(844.3) Gut commensal Coprococcus comes diminishes the blood pressure-lowering effect of ester angiotensin-converting enzyme inhibitors

Poster Board Number: B166

Tao Yang (University of Toledo), Xue Mei (University of Toledo), Ethel Tackie-Yarbo (University of Toledo), Millicent Tambari Akere (University of Toledo), Jun Kyoung (University of Toledo), Blair Mell (University of Toledo), Ji-Youn Yeo (University of Toledo), Xi Cheng (University of Toledo), Jasenka Zubcevic (University of Toledo), Elaine Richards (University of Florida), Carl Pepine (University of Florida), Mohan Raizada (University of Florida), Isaac Schiefer (University of Toledo), Bina Joe (University of Toledo)

Introduction

Drug resistant HTN (rHTN) affects around 15% to 20% of hypertensive (HTN) patients. The underlying mechanisms of resistance to treatment remain poorly understood. The majority of angiotensin-converting enzyme inhibitors (ACEi) are esters, whereby we hypothesized that select gut microbiota hydrolyze ACEi rendering lower efficacy (Figure 1A). To test this hypothesis, we investigated if and which gut microbe modulates the effectiveness of ACEi.

Methods

Vancomycin, Meropenem and Omeprazole (VMO) were given to 16-week-old male Spontaneously Hypertensive Rats (SHR) at 50 mg/kg/day for five days. A single dose of 8mg/kg Quinapril was orally administered to both SHR and SHR+VMO, and blood pressure (BP) was recorded via radio-telemetry. Liquid chromatography–mass spectrometry was used to measure the catabolism of quinapril. The hydrolysis of p-nitro-phenylbutyrate was used to measure the activity of bacterial esterase. 16S rRNA sequencing was used to study the microbial composition. At last, ester ACEi ramipril and non-ester lisinopril were co-administered with Coprococcus comes, respectively, to generalize the effect of C. comes on ACEis effectiveness.

Results

Compared to the SHR, depletion of gut microbiota in the SHR+VMO group preserved the BP lowering effect of Quinapril, an ester ACEi (Figure 1B). The SHR+VMO group showed (1) reduced Coprococcus (Figure 1C); (2) lower esterase activity per gram of cecal microbiota to hydrolyze quinapril (Figure 1D); (3) a 50% lower reduction in quinapril quantity (nmol) after incubation with 1mg of cecal lysate for 3 hr (Figure 1E). C. comes, a species in Coprococcus genus, catabolized quinapril in vitro and reduced its BP-lowering effects in the SHR (Figure 2A-B). Importantly, C. comes also reduced the BP-lowering effects of ramipril (ester), but not lisinopril (non-ester) in the SHR (Figure 2C-D).

Conclusion

These observations  constitute the first report of an unrecognized role of a select gut microbe, C. comes, in reducing the effectiveness of ester ACEi. As such, this mechanistic study serves as the foundation for expanding clinical management of antihypertensive drug resistance via manipulation of gut microbiota.

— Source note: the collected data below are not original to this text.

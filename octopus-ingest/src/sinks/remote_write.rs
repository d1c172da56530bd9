use std::time::{Duration, Instant};

use async_trait::async_trait;
use octopus_client::Reading;
use prost::Message;
use reqwest::{header, StatusCode};
use time::OffsetDateTime;

use crate::{
    labels::SeriesLabels,
    pipeline::{PipelineError, SampleSink},
    sinks::prompb::{Label, Sample, TimeSeries, WriteRequest},
    transform::validate_reading,
};

pub const CONTENT_TYPE: &str = "application/x-protobuf";
pub const CONTENT_ENCODING: &str = "snappy";
pub const REMOTE_WRITE_VERSION: &str = "0.1.0";
pub const REMOTE_WRITE_VERSION_HEADER: &str = "X-Prometheus-Remote-Write-Version";
const USER_AGENT: &str = concat!("octopus-ingest/", env!("CARGO_PKG_VERSION"));

fn unix_millis(ts: OffsetDateTime) -> i64 {
    (ts.unix_timestamp_nanos() / 1_000_000) as i64
}

/// Single-sample write request for one reading: stamped at `interval_start`.
pub fn write_request(
    labels: &SeriesLabels,
    reading: &Reading,
) -> Result<WriteRequest, PipelineError> {
    validate_reading(reading)?;

    Ok(WriteRequest {
        timeseries: vec![TimeSeries {
            labels: labels
                .iter()
                .map(|l| Label {
                    name: l.name.clone(),
                    value: l.value.clone(),
                })
                .collect(),
            samples: vec![Sample {
                value: reading.consumption,
                timestamp: unix_millis(reading.interval_start),
            }],
        }],
    })
}

/// Serialise and snappy-compress (raw block format) one reading.
pub fn encode_sample(labels: &SeriesLabels, reading: &Reading) -> Result<Vec<u8>, PipelineError> {
    let request = write_request(labels, reading)?;
    snap::raw::Encoder::new()
        .compress_vec(&request.encode_to_vec())
        .map_err(|e| PipelineError::Encode(format!("snappy compression failed: {e}")))
}

/// POSTs encoded payloads to a remote-write endpoint.
///
/// Only `204 No Content` counts as success. Nothing is retried here.
pub struct RemoteWriteClient {
    url: String,
    auth: Option<(String, String)>,
    client: reqwest::Client,
}

impl RemoteWriteClient {
    pub fn new(url: impl Into<String>, timeout: Option<Duration>) -> Result<Self, PipelineError> {
        let mut builder = reqwest::Client::builder().user_agent(USER_AGENT);
        if let Some(timeout) = timeout {
            builder = builder.timeout(timeout);
        }
        let client = builder.build().map_err(|e| {
            PipelineError::Config(format!("failed to build remote write client: {e}"))
        })?;

        Ok(Self {
            url: url.into(),
            auth: None,
            client,
        })
    }

    pub fn with_basic_auth(
        mut self,
        username: impl Into<String>,
        password: impl Into<String>,
    ) -> Self {
        self.auth = Some((username.into(), password.into()));
        self
    }
}

#[async_trait]
impl SampleSink for RemoteWriteClient {
    async fn deliver(&self, payload: Vec<u8>) -> Result<(), PipelineError> {
        let bytes = payload.len();
        let mut request = self
            .client
            .post(&self.url)
            .header(header::CONTENT_TYPE, CONTENT_TYPE)
            .header(header::CONTENT_ENCODING, CONTENT_ENCODING)
            .header(REMOTE_WRITE_VERSION_HEADER, REMOTE_WRITE_VERSION)
            .body(payload);
        if let Some((username, password)) = &self.auth {
            request = request.basic_auth(username, Some(password));
        }

        let started = Instant::now();
        let resp = match request.send().await {
            Ok(resp) => resp,
            Err(e) => {
                metrics::counter!("remote_write_errors_total").increment(1);
                return Err(PipelineError::Transport(e.to_string()));
            }
        };
        metrics::histogram!("remote_write_request_duration_seconds")
            .record(started.elapsed().as_secs_f64());

        let status = resp.status();
        if status != StatusCode::NO_CONTENT {
            metrics::counter!("remote_write_errors_total").increment(1);
            let body = resp.text().await.unwrap_or_default();
            return Err(PipelineError::Rejected {
                status: status.as_u16(),
                body,
            });
        }

        metrics::counter!("remote_write_samples_total").increment(1);
        metrics::counter!("remote_write_bytes_total").increment(bytes as u64);
        Ok(())
    }
}

#[cfg(test)]
mod tests {
    use super::*;
    use crate::{labels::LabelBuilder, pipeline::MeterIds};
    use mockito::Matcher;
    use octopus_client::ReadingType;
    use time::{macros::datetime, Duration as TimeDuration};

    fn labels() -> SeriesLabels {
        LabelBuilder::default().build(
            ReadingType::Electricity,
            &MeterIds {
                meter_point: "1200000000000".to_string(),
                serial: "21L000".to_string(),
            },
        )
    }

    fn page(n: usize) -> Vec<Reading> {
        let start = datetime!(2024-01-01 00:00:00 UTC);
        (0..n)
            .map(|i| {
                let interval_start = start + TimeDuration::minutes(30 * i as i64);
                Reading {
                    interval_start,
                    interval_end: interval_start + TimeDuration::minutes(30),
                    consumption: 0.25 * (i + 1) as f64,
                }
            })
            .collect()
    }

    fn write_url(server: &mockito::ServerGuard) -> String {
        format!("{}/api/v1/write", server.url())
    }

    fn decode(payload: &[u8]) -> WriteRequest {
        let raw = snap::raw::Decoder::new().decompress_vec(payload).unwrap();
        WriteRequest::decode(raw.as_slice()).unwrap()
    }

    #[test]
    fn each_reading_encodes_to_its_own_request() {
        let readings = page(3);
        let labels = labels();
        let payloads: Vec<Vec<u8>> = readings
            .iter()
            .map(|r| encode_sample(&labels, r).unwrap())
            .collect();

        let first_labels = decode(&payloads[0]).timeseries[0].labels.clone();
        for (payload, reading) in payloads.iter().zip(&readings) {
            let request = decode(payload);
            assert_eq!(request.timeseries.len(), 1);

            let series = &request.timeseries[0];
            assert_eq!(series.labels, first_labels);
            assert_eq!(series.samples.len(), 1);
            assert_eq!(series.samples[0].value, reading.consumption);
            assert_eq!(series.samples[0].timestamp, unix_millis(reading.interval_start));
        }
    }

    #[test]
    fn sample_is_stamped_with_interval_start_in_millis() {
        let request = write_request(&labels(), &page(1)[0]).unwrap();
        let series = &request.timeseries[0];

        assert_eq!(series.samples[0].timestamp, 1_704_067_200_000);
        assert_eq!(series.labels[0].name, "__name__");
        assert_eq!(series.labels[0].value, "octopus_consumption_electricity_kwh");
    }

    #[test]
    fn malformed_reading_fails_to_encode() {
        let mut reading = page(1).remove(0);
        reading.consumption = f64::NAN;

        let result = encode_sample(&labels(), &reading);
        assert!(matches!(result, Err(PipelineError::Encode(_))));
    }

    #[tokio::test]
    async fn deliver_sends_remote_write_headers() {
        let mut server = mockito::Server::new_async().await;
        let payload = encode_sample(&labels(), &page(1)[0]).unwrap();

        let mock = server
            .mock("POST", "/api/v1/write")
            .match_header("content-type", "application/x-protobuf")
            .match_header("content-encoding", "snappy")
            .match_header("x-prometheus-remote-write-version", "0.1.0")
            .match_header("authorization", "Basic dXNlcjpwYXNz")
            .match_header("user-agent", Matcher::Regex("^octopus-ingest/".into()))
            .match_body(payload.clone())
            .with_status(204)
            .create_async()
            .await;

        let client = RemoteWriteClient::new(write_url(&server), None)
            .unwrap()
            .with_basic_auth("user", "pass");
        client.deliver(payload).await.unwrap();

        mock.assert_async().await;
    }

    #[tokio::test]
    async fn deliver_without_credentials_sends_no_authorization() {
        let mut server = mockito::Server::new_async().await;

        let mock = server
            .mock("POST", "/api/v1/write")
            .match_header("authorization", Matcher::Missing)
            .with_status(204)
            .create_async()
            .await;

        let client = RemoteWriteClient::new(write_url(&server), None).unwrap();
        client.deliver(vec![0]).await.unwrap();

        mock.assert_async().await;
    }

    #[tokio::test]
    async fn any_status_other_than_204_is_a_rejection() {
        let mut server = mockito::Server::new_async().await;

        server
            .mock("POST", "/api/v1/write")
            .with_status(200)
            .with_body("ok")
            .create_async()
            .await;
        let client = RemoteWriteClient::new(write_url(&server), None).unwrap();
        let err = client.deliver(vec![0]).await.unwrap_err();
        assert!(matches!(err, PipelineError::Rejected { status: 200, .. }));

        server.reset_async().await;
        server
            .mock("POST", "/api/v1/write")
            .with_status(400)
            .with_body("out of bounds")
            .create_async()
            .await;
        let err = client.deliver(vec![0]).await.unwrap_err();
        match err {
            PipelineError::Rejected { status, body } => {
                assert_eq!(status, 400);
                assert_eq!(body, "out of bounds");
            }
            other => panic!("unexpected error: {other}"),
        }
    }

    #[tokio::test]
    async fn unreachable_endpoint_is_a_transport_error() {
        let client = RemoteWriteClient::new("http://127.0.0.1:9/api/v1/write", None).unwrap();
        let err = client.deliver(vec![0]).await.unwrap_err();
        assert!(matches!(err, PipelineError::Transport(_)));
    }
}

Support or Funding Information

This work was supported by the Biocodex Microbiota Foundation USA grant, the University of Toledo fellow to faculty transition funds and the American Heart Association Career Development Award 852969 (T. Yang), National Institute of Health R01HL143082 (B. Joe).





Figure 1. (A) Hydrolysis of quinapril. (B) Recording of Mean Arterial Pressure (MAP). Red arrow indicates oral gavage. BP recording was started 30 min after gavage. (C) Enrichment of bacterial genera in each group. (D) Esterase activity assay. (E) Reduction of quinapril after incubation with cecal bacterial protein. Two way ANOVA in Figure 1B. Unpaired t test in Figure 1D-E.; Figure 2. (A) Reduction in quinparil after incubation with extracted protein of C. comes. (B) Changes in MAP after oral gavage. (C) MAP of gavaged with C. comes, ramipril (ester) and both. (D) MAP of gavaged with C. comes, lisinopril (non-ester) and both. Red arrow indicates oral gavage. BP recording was started 30 min after gavage. Unpaired t test in Figure 2A. Two way ANOVA in Figure 2B-D.